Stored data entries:
§
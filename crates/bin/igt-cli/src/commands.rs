use std::error::Error;
use std::path::{Path, PathBuf};

use clap::Subcommand;
use igt_core::analytics::{FrequencyItem, FrequencyQuery};
use igt_core::control::{IgtControlPlane, ImportReport, ImportRequest};
use igt_core::exporters::{ExportArtifact, ExportFormat};
use igt_core::parsers::{FlextextParser, ParseOptions};
use igt_core::store::GraphStore;
use serde::Serialize;
use tracing::{info, warn};

type CommandResult<T> = Result<T, Box<dyn Error>>;

const DEFAULT_LIST_LIMIT: usize = 100;
const DEFAULT_ISSUE_LIMIT: usize = 100;
const DEFAULT_ALLOMORPH_LIMIT: usize = 50;

#[derive(Subcommand, Debug)]
pub enum Command {
    /// Import `.flextext` files, replacing any stored copy of their texts.
    Import {
        #[arg(required = true, value_name = "FILE")]
        files: Vec<PathBuf>,
    },
    /// Export one stored text, or the whole corpus when no id is given.
    Export {
        #[arg(long)]
        id: Option<String>,
        #[arg(long, default_value_t = ExportFormat::Flextext)]
        format: ExportFormat,
        /// Directory to write the artifact into; stdout when omitted.
        #[arg(long, value_name = "DIR")]
        output: Option<PathBuf>,
        /// Files to import before exporting.
        #[arg(long = "load", value_name = "FILE")]
        load: Vec<PathBuf>,
    },
    /// Print statistics for one stored text, or the whole corpus.
    Stats {
        #[arg(long)]
        id: Option<String>,
        #[arg(long = "load", value_name = "FILE")]
        load: Vec<PathBuf>,
    },
    /// Count wordforms, morpheme citation forms or part-of-speech tags.
    Frequency {
        #[arg(long, default_value_t = FrequencyItem::Word)]
        item: FrequencyItem,
        #[arg(long)]
        language: Option<String>,
        #[arg(long, default_value_t = 1)]
        min_frequency: usize,
        #[arg(long, default_value_t = FrequencyQuery::DEFAULT_LIMIT)]
        limit: usize,
        #[arg(long = "load", value_name = "FILE")]
        load: Vec<PathBuf>,
    },
    /// Report morphemes whose types, analyses or glosses disagree.
    Quality {
        #[arg(long)]
        language: Option<String>,
        #[arg(long, default_value_t = DEFAULT_ISSUE_LIMIT)]
        limit: usize,
        #[arg(long = "load", value_name = "FILE")]
        load: Vec<PathBuf>,
    },
    /// Group surface variants of each morpheme citation form.
    Allomorphs {
        #[arg(long)]
        language: Option<String>,
        #[arg(long, default_value_t = 2)]
        min_variants: usize,
        #[arg(long, default_value_t = DEFAULT_ALLOMORPH_LIMIT)]
        limit: usize,
        #[arg(long = "load", value_name = "FILE")]
        load: Vec<PathBuf>,
    },
    /// List stored texts.
    List {
        #[arg(long, default_value_t = DEFAULT_LIST_LIMIT)]
        limit: usize,
    },
    /// Import a file, export every text it holds and check that re-parsing
    /// the export yields the same trees.
    Roundtrip {
        #[arg(value_name = "FILE")]
        file: PathBuf,
    },
}

pub async fn run<S: GraphStore>(control: &IgtControlPlane<S>, command: Command) -> CommandResult<()> {
    match command {
        Command::Import { files } => {
            let reports = import_files(control, &files).await?;
            print_json(&reports)
        }
        Command::Export {
            id,
            format,
            output,
            load,
        } => {
            import_files(control, &load).await?;
            let artifact = match id.as_deref() {
                Some(id) => control.export_document(id, format).await?,
                None => control.export_corpus(format).await?,
            };
            write_artifact(&artifact, output.as_deref()).await
        }
        Command::Stats { id, load } => {
            import_files(control, &load).await?;
            let stats = match id.as_deref() {
                Some(id) => control.document_stats(id).await?,
                None => control.corpus_stats().await?,
            };
            print_json(&stats)
        }
        Command::Frequency {
            item,
            language,
            min_frequency,
            limit,
            load,
        } => {
            import_files(control, &load).await?;
            let query = FrequencyQuery {
                item,
                language,
                min_frequency,
                limit,
            };
            print_json(&control.frequency(&query).await?)
        }
        Command::Quality { language, limit, load } => {
            import_files(control, &load).await?;
            print_json(&control.morpheme_issues(language.as_deref(), limit).await?)
        }
        Command::Allomorphs {
            language,
            min_variants,
            limit,
            load,
        } => {
            import_files(control, &load).await?;
            print_json(&control.allomorphs(language.as_deref(), min_variants, limit).await?)
        }
        Command::List { limit } => print_json(&control.list_documents(limit).await?),
        Command::Roundtrip { file } => roundtrip(control, &file).await,
    }
}

async fn import_files<S: GraphStore>(
    control: &IgtControlPlane<S>,
    files: &[PathBuf],
) -> CommandResult<Vec<ImportReport>> {
    let mut reports = Vec::with_capacity(files.len());
    for path in files {
        let xml = tokio::fs::read_to_string(path)
            .await
            .map_err(|err| format!("failed to read {}: {err}", path.display()))?;
        let report = control
            .import_flextext(ImportRequest {
                xml,
                source_path: Some(path.display().to_string()),
            })
            .await?;
        reports.push(report);
    }
    Ok(reports)
}

async fn roundtrip<S: GraphStore>(control: &IgtControlPlane<S>, path: &Path) -> CommandResult<()> {
    let original = FlextextParser::parse_file(path, ParseOptions::new()).await?;
    let reports = import_files(control, std::slice::from_ref(&path.to_path_buf())).await?;

    let mut mismatched = Vec::new();
    for expected in &original.documents {
        let artifact = control
            .export_document(&expected.id, ExportFormat::Flextext)
            .await?;
        let reparsed = FlextextParser::parse(&artifact.content, &ParseOptions::new())?;
        if reparsed.documents.as_slice() == std::slice::from_ref(expected) {
            info!(document_id = %expected.id, "round trip preserved document");
        } else {
            warn!(document_id = %expected.id, "round trip changed document");
            mismatched.push(expected.id.clone());
        }
    }

    print_json(&reports)?;
    if mismatched.is_empty() {
        Ok(())
    } else {
        Err(format!("round trip changed {} document(s): {}", mismatched.len(), mismatched.join(", ")).into())
    }
}

async fn write_artifact(artifact: &ExportArtifact, output: Option<&Path>) -> CommandResult<()> {
    let Some(dir) = output else {
        println!("{}", artifact.content);
        return Ok(());
    };
    tokio::fs::create_dir_all(dir).await?;
    let path = dir.join(&artifact.file_name);
    tokio::fs::write(&path, artifact.content.as_bytes()).await?;
    info!(path = %path.display(), media_type = %artifact.media_type, "wrote export");
    Ok(())
}

fn print_json<T: Serialize + ?Sized>(value: &T) -> CommandResult<()> {
    println!("{}", serde_json::to_string_pretty(value)?);
    Ok(())
}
§
> _Task_:
Every line above that holds "FlextextParser" should be tallied; answer with the total alone.

> _Response area_:
3